Selain memicu kenaikan harga energi yang membuat pemerintah melakukan langkah efisiensi, seperti kebijakan work from home (WFH) bagi aparatur sipil negara (ASN), dampak konflik tersebut juga merembet ke sektor perdagangan di pasar tradisional.
Salah satu yang terdampak adalah komoditas plastik.

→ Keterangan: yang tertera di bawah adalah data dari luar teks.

//! Event actions
//!
//! Every action goes through the connection cache, so the first request
//! after startup opens the pool and later ones reuse it.

use crate::db::ConnectionCache;
use crate::models::{Event, EventInput, EventSlug};
use crate::Result;

/// Validate, normalize and store a new event.
///
/// Nothing is written when validation fails.
pub async fn create_event(db: &ConnectionCache, input: EventInput) -> Result<Event> {
    let store = db.connect().await?;
    let new_event = input.prepare(None)?;

    let event = store.insert_event(new_event).await?;
    tracing::info!(id = %event.id, slug = %event.slug, "event created");
    Ok(event)
}

/// All events, newest first.
pub async fn list_events(db: &ConnectionCache) -> Result<Vec<Event>> {
    let store = db.connect().await?;
    Ok(store.list_events().await?)
}

pub async fn get_event(db: &ConnectionCache, slug: &EventSlug) -> Result<Option<Event>> {
    let store = db.connect().await?;
    Ok(store.find_event_by_slug(slug.as_str()).await?)
}

/// Events sharing a tag with the event at `slug`.
///
/// Best effort: an unknown slug or any failure yields an empty list.
pub async fn similar_events(db: &ConnectionCache, slug: &str) -> Vec<Event> {
    match find_similar(db, slug).await {
        Ok(events) => events,
        Err(e) => {
            tracing::warn!(slug, error = %e, "similar events lookup failed");
            Vec::new()
        }
    }
}

async fn find_similar(db: &ConnectionCache, slug: &str) -> Result<Vec<Event>> {
    let store = db.connect().await?;
    let Some(event) = store.find_event_by_slug(slug).await? else {
        return Ok(Vec::new());
    };
    Ok(store.find_similar_events(&event).await?)
}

Di Pasar Ciputat, harga plastik dilaporkan melonjak tajam hingga dua kali lipat sejak pertengahan Maret 2026.
Baca juga: Ngadu ke Komisi X DPR, Forum Guru Banten Bongkar Ketimpangan Tunjangan PPPK vs PNS
Salah satu pedagang plastik di Pasar Ciputat, Haji Evi mengaku, kenaikan harga terjadi hampir di semua jenis plastik, terutama plastik kiloan yang paling banyak digunakan.
Jika sebelumnya plastik dijual dengan harga sekitar Rp28 ribu per kilogram, kini telah melonjak menjadi Rp55 ribu.

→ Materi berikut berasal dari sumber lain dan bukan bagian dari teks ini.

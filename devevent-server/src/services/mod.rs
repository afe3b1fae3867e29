//! Server-side actions shared by the HTTP routes

pub mod bookings;
pub mod events;

pub use bookings::{book_event, create_booking, list_bookings, BookingOutcome};
pub use events::{create_event, get_event, list_events, similar_events};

Tak hanya plastik, harga produk kemasan lain seperti gelas dan mika juga ikut naik hingga dua kali lipat.
Menurutnya, kondisi ini tidak terlepas dari konflik yang terus bergejolak di Kawasan Timur Tengah.
"Ini kayanya sih karena perang, jadi saya sebagai pedagang plastik juga kena imbas. Semua barang naik dua kali lipat," ujarnya, saat ditemui di lapak dagangannya, Selasa (7/4/2026).
Ia mengaku, kenaikan harga tersebut langsung mempengaruhi penjualan pedagang.
Sebab, lanjut dia, daya beli masyarakat yang sebelumnya sudah melemah kini semakin tertekan akibat lonjakan harga.
"Jadi situasi ini sangat memprihatinkan bagi kami para pedagang di pasar," katanya.
Ia pun berharap, Pemerintah Republik Indonesia dapat menemukan solusi untuk menormalkan kembali harga plastik.
"Mudah-mudahan juga konflik yang terjadi antara Iran dan Israel itu bisa segera terhenti, sehingga harga-harga itu bisa kembali normal seperti sedia kala," harapnya.
Sementara itu, salah satu pengguna plastik Mansur, turut merasakan dampak serupa.
Di temui di lokasi yang sama seusai membeli plastik di Pasar Ciputat, Mansur mengatakan, harga plastik naik hampir di semua ukuran.
“Sebelumnya sekitar Rp20 ribu, sekarang hampir Rp30 ribu. Untuk pembelian eceran juga naik sekitar Rp5 ribu per pack, cukup memberatkan bagi kami,” katanya.
Ia pun berharap, pemerintah dapat mencarikan solusi atas kondisi yang terjadi saat ini.
"Karena kalau situasi ini berkepanjangan, akan memberatkan kami sebagai masyarakat yang usahanya menggunakan bahan plastik begini," pungkasnya.